La idea es que Grecia pudiera hacer una suspensión de pagos ordenada, como si fuera una empresa, sentarse con los acreedores y negociar la devolución minorada de la deuda acompasada a un plan a varios años vista para recuperar el crecimiento. Este esquema incluiría lo que reclama una parte de la población desde hace tiempo: no solo que pague Grecia, sino también quienes prestaron el dinero y asumieron con ello un riesgo.

La pregunta, por supuesto, es si sería tan terrible este escenario. Y no tendría por qué serlo, según añade Romero, si viniera acompañado de un plan de recapitalización de la banca, como el que parece que Alemania y el BCE están preparando. Ese que también reclama el FMI y que sería el único dique que podría contener el efecto contagio.

Así concebida, la quiebra griega "probablemente sería el último coletazo de la crisis", explica este experto, porque daría el oxígeno que la banca necesita para volver a prestar y reactivar el ciclo normal. "Si los bancos no funcionan, el sistema económico tampoco".

De todas formas, hablar de planes de recapitalización es más fácil que materializarlos. ¿De dónde saldría el dinero? "Lo ideal sería un proceso ordenado, donde se estimule la recapitalización privada", argumenta Santiago Carbó, catedrático de Análisis Económico de la Universidad de Granada. Si no se puede, fondos públicos.

Ahí es donde entra en juego el fondo de rescate europeo (el Fondo Europeo de Estabilidad Financiera). Sería un instrumento perfecto para recapitalizar la banca cuando esté disponible, "mientras tanto, que sea el equivalente de cada país al FROB español", arguye Carbó.

El escenario ideal es que primero se recapitalice la banca y así Grecia podría aprobar una quita sin que el pánico a la caída de bancos en cadena se extendiera. Sin embargo, también hay opiniones que apuntan a que será más fácil que el fondo de rescate logre apoyos de países como Alemania y Finlandia y se ponga en marcha si Grecia deja de ser parte de la ecuación, porque ya no sería prestar dinero a este país sino a la propia banca y por ello habría menos reticencias.
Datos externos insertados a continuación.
impl Pipeline {
    /// 启动生产线程与跟踪线程
    pub fn start(ctx: Arc<PipelineContext>, mut source: Box<dyn FrameSource>) -> Result<Self> {
        let config = ctx.config();
        let (tracked_tx, tracked_rx) = bounded(config.queues.tracked.max(1));

        let mut alert = AlertEngine::new(config.alert_duration());
        alert.set_search_targets(ctx.gallery.names());

        info!("🎬 视频源: {}", source.describe());
        source.attach_shutdown(ctx.shutdown.clone());
        let producer = {
            let ctx = ctx.clone();
            std::thread::Builder::new()
                .name("sentinel-producer".to_string())
                .spawn(move || produce(ctx, source))?
        };
        let consumer = {
            let ctx = ctx.clone();
            let params = config.tracker.clone();
            std::thread::Builder::new()
                .name("sentinel-tracker".to_string())
                .spawn(move || consume(ctx, IouTracker::new(params), tracked_tx))?
        };

        Ok(Self {
            ctx,
            alert: Mutex::new(alert),
            tracked_rx,
            producer: Mutex::new(Some(producer)),
            consumer: Mutex::new(Some(consumer)),
            stopped: AtomicBool::new(false),
        })
    }

    pub fn context(&self) -> &Arc<PipelineContext> {
        &self.ctx
    }

    /// 事件循环: 告警评估 + 身份叠加 + 输出, 在调用线程上运行
    ///
    /// 停止请求或上游结束时返回; 加速器失效导致上游结束时返回 `Accelerator` 错误
    pub fn run_event_loop(&self, sink: &mut dyn FrameSink) -> Result<u64> {
        let mut last: Option<TrackedFrame> = None;
        let mut presented = 0u64;

        while !self.ctx.is_shutdown_requested() {
            let (tracked, repeated) = match self.tracked_rx.recv_timeout(REFRESH_INTERVAL) {
                Ok(tracked) => (tracked, false),
                Err(RecvTimeoutError::Timeout) => {
                    let now = Instant::now();
                    self.alert.lock().tick(now);
                    match (&last, self.is_paused()) {
                        (Some(prev), true) => (prev.clone(), true),
                        _ => continue,
                    }
                }
                Err(RecvTimeoutError::Disconnected) => {
                    debug!("跟踪线程已结束, 事件循环退出");
                    break;
                }
            };

            let composed = self.compose(&tracked, repeated);
            if let Err(e) = sink.present(&composed) {
                warn!("⚠️ 输出失败 (帧 {}): {}", composed.seq, e);
            }
            presented += 1;
            last = Some(tracked);
        }
        info!("事件循环结束, 共输出 {} 帧", presented);
        if let Some(reason) = self.ctx.engine.failure() {
            error!("❌ 加速器失效, 流水线无法继续: {}", reason);
            return Err(SentinelError::accelerator(reason));
        }
        Ok(presented)
    }

    fn compose(&self, tracked: &TrackedFrame, repeated: bool) -> ComposedFrame {
        let now = Instant::now();
        // 框位置取本帧跟踪时的快照; 重绘时姓名取轨迹表最新值
        let tracks = if repeated {
            self.refresh_identities(&tracked.tracks)
        } else {
            tracked.tracks.clone()
        };
        let (events, alert, targets) = {
            let mut alert = self.alert.lock();
            let events = alert.evaluate(&tracks, now);
            (events, alert.current().cloned(), alert.targets().clone())
        };

        let mut image = (*tracked.annotated.image).clone();
        let font = self.ctx.font.as_deref();
        overlay_tracks(&mut image, &tracks, &targets, font);
        if let Some(active) = &alert {
            overlay_alert(&mut image, &active.message, font);
        }

        ComposedFrame {
            seq: tracked.annotated.seq(),
            image,
            tracks,
            alert,
            events,
            render: tracked.annotated.render.clone(),
            generation: tracked.annotated.generation,
            repeated,
        }
    }

    fn refresh_identities(&self, tracks: &[TrackedObject]) -> Vec<TrackedObject> {
        tracks
            .iter()
            .map(|t| {
                let mut t = t.clone();
                if let Some(latest) = self.ctx.registry.get(t.key) {
                    t.name = latest.name;
                    t.distance = latest.distance;
                    t.state = latest.state;
                    t.embedding = latest.embedding;
                }
                t
            })
            .collect()
    }

    // ========== 控制 ==========

    /// 暂停生产 (不拆除任何阶段)
    pub fn pause(&self) {
        if !self.ctx.paused.swap(true, Ordering::SeqCst) {
            info!("⏸️ 已暂停");
        }
    }

    pub fn resume(&self) {
        if self.ctx.paused.swap(false, Ordering::SeqCst) {
            info!("▶️ 已恢复");
        }
    }

    pub fn is_paused(&self) -> bool {
        self.ctx.paused.load(Ordering::SeqCst)
    }

    pub fn set_search_targets<I, S>(&self, names: I)
    where
        I: IntoIterator<Item = S>,
        S: Into<String>,
    {
        self.alert.lock().set_search_targets(names);
    }

    pub fn search_targets(&self) -> HashSet<String> {
        self.alert.lock().targets().clone()
    }

    pub fn current_alert(&self) -> Option<ActiveAlert> {
        self.alert.lock().current().cloned()
    }

    /// 切换检测类别, 成功后替换配置快照
    pub fn reconfigure(&self, classes: &[String]) -> Result<ReconfigureTimings> {
        let timings = self.ctx.engine.reconfigure(classes)?;
        let classes = self.ctx.engine.classes().to_vec();
        self.ctx.update_config(|c| {
            c.classes = classes;
            c.selected_classes.clear();
        });
        Ok(timings)
    }

    pub fn set_thresholds(&self, confidence: f32, iou: f32) -> Result<()> {
        self.ctx.engine.set_thresholds(confidence, iou)?;
        self.ctx.update_config(|c| {
            c.thresholds.confidence = confidence;
            c.thresholds.iou = iou;
        });
        Ok(())
    }

    /// 更新可视化选项 (非法组合同步失败, 不生效)
    pub fn set_visualization(&self, flags: VisualizationFlags) -> Result<()> {
        flags.validate()?;
        self.ctx.update_config(|c| c.visualization = flags);
        Ok(())
    }

    pub fn enroll(&self, name: &str, image: &RgbImage, bbox: Option<BBox>) -> Result<PathBuf> {
        self.ctx.enroll(name, image, bbox)
    }

    pub fn seed_target(&self, name: &str, image: &RgbImage) -> Result<PathBuf> {
        self.ctx.seed_target(name, image)
    }

    /// 按依赖顺序停止各阶段 (幂等)
    pub fn shutdown(&self) {
        if self.stopped.swap(true, Ordering::SeqCst) {
            return;
        }
        self.ctx.request_shutdown();

        join_stage("生产线程", &self.producer);
        self.ctx.engine.stop();
        join_stage("跟踪线程", &self.consumer);
        self.ctx.recognizer.stop();
        info!("✅ 流水线已停止");
    }
}

impl Drop for Pipeline {
    fn drop(&mut self) {
        self.shutdown();
    }
}

fn join_stage(name: &str, handle: &Mutex<Option<JoinHandle<()>>>) {
    if let Some(h) = handle.lock().take() {
        if h.join().is_err() {
            error!("❌ {}异常退出", name);
        }
    }
}

// ========== 生产线程 ==========

fn produce(ctx: Arc<PipelineContext>, mut source: Box<dyn FrameSource>) {
    let mut seq = 0u64;
    let mut dropped = 0u64;

    while !ctx.is_shutdown_requested() {
        // 暂停: 每轮检查一次标志
        if ctx.paused.load(Ordering::SeqCst) {
            std::thread::sleep(PAUSE_POLL);
            continue;
        }

        let started = Instant::now();
        let image = match source.next_frame() {
            Ok(Some(image)) => image,
            Ok(None) => {
                info!("视频源结束: {}", source.describe());
                break;
            }
            Err(e) => {
                error!("❌ 视频源错误: {}", e);
                break;
            }
        };

        let config = ctx.config();
        let frame = Frame::new(seq, image);
        seq += 1;
        match ctx
            .engine
            .submit(frame, config.visualization, config.submit_policy())
        {
            Ok(()) => {}
            Err(SentinelError::QueueFull) => {
                dropped += 1;
                if dropped % 100 == 1 {
                    debug!("输入队列已满, 累计丢弃 {} 帧", dropped);
                }
            }
            // 重配置期间拒绝提交
            Err(SentinelError::Stopped) if !ctx.engine.is_stopped() => {
                dropped += 1;
            }
            Err(SentinelError::Stopped) => break,
            Err(SentinelError::Accelerator(e)) => {
                error!("❌ 加速器失效, 停止读帧: {}", e);
                break;
            }
            Err(e) => warn!("⚠️ 提交失败: {}", e),
        }

        if let Some(interval) = source.frame_interval() {
            let elapsed = started.elapsed();
            if elapsed < interval {
                std::thread::sleep(interval - elapsed);
            }
        }
    }

    ctx.source_finished.store(true, Ordering::SeqCst);
    debug!("生产线程退出 (丢弃 {} 帧)", dropped);
}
De todas formas, una cosa es la que descuentan los mercados y otra la realidad. Cuando todo apunta a una suspensión de pagos de Grecia, la situación puede reconducirse porque la reactivación del plan de rescate a Grecia sigue encima de la mesa. Eso sí, sin una recapitalización de la banca detrás, sería solo otra patada hacia adelante.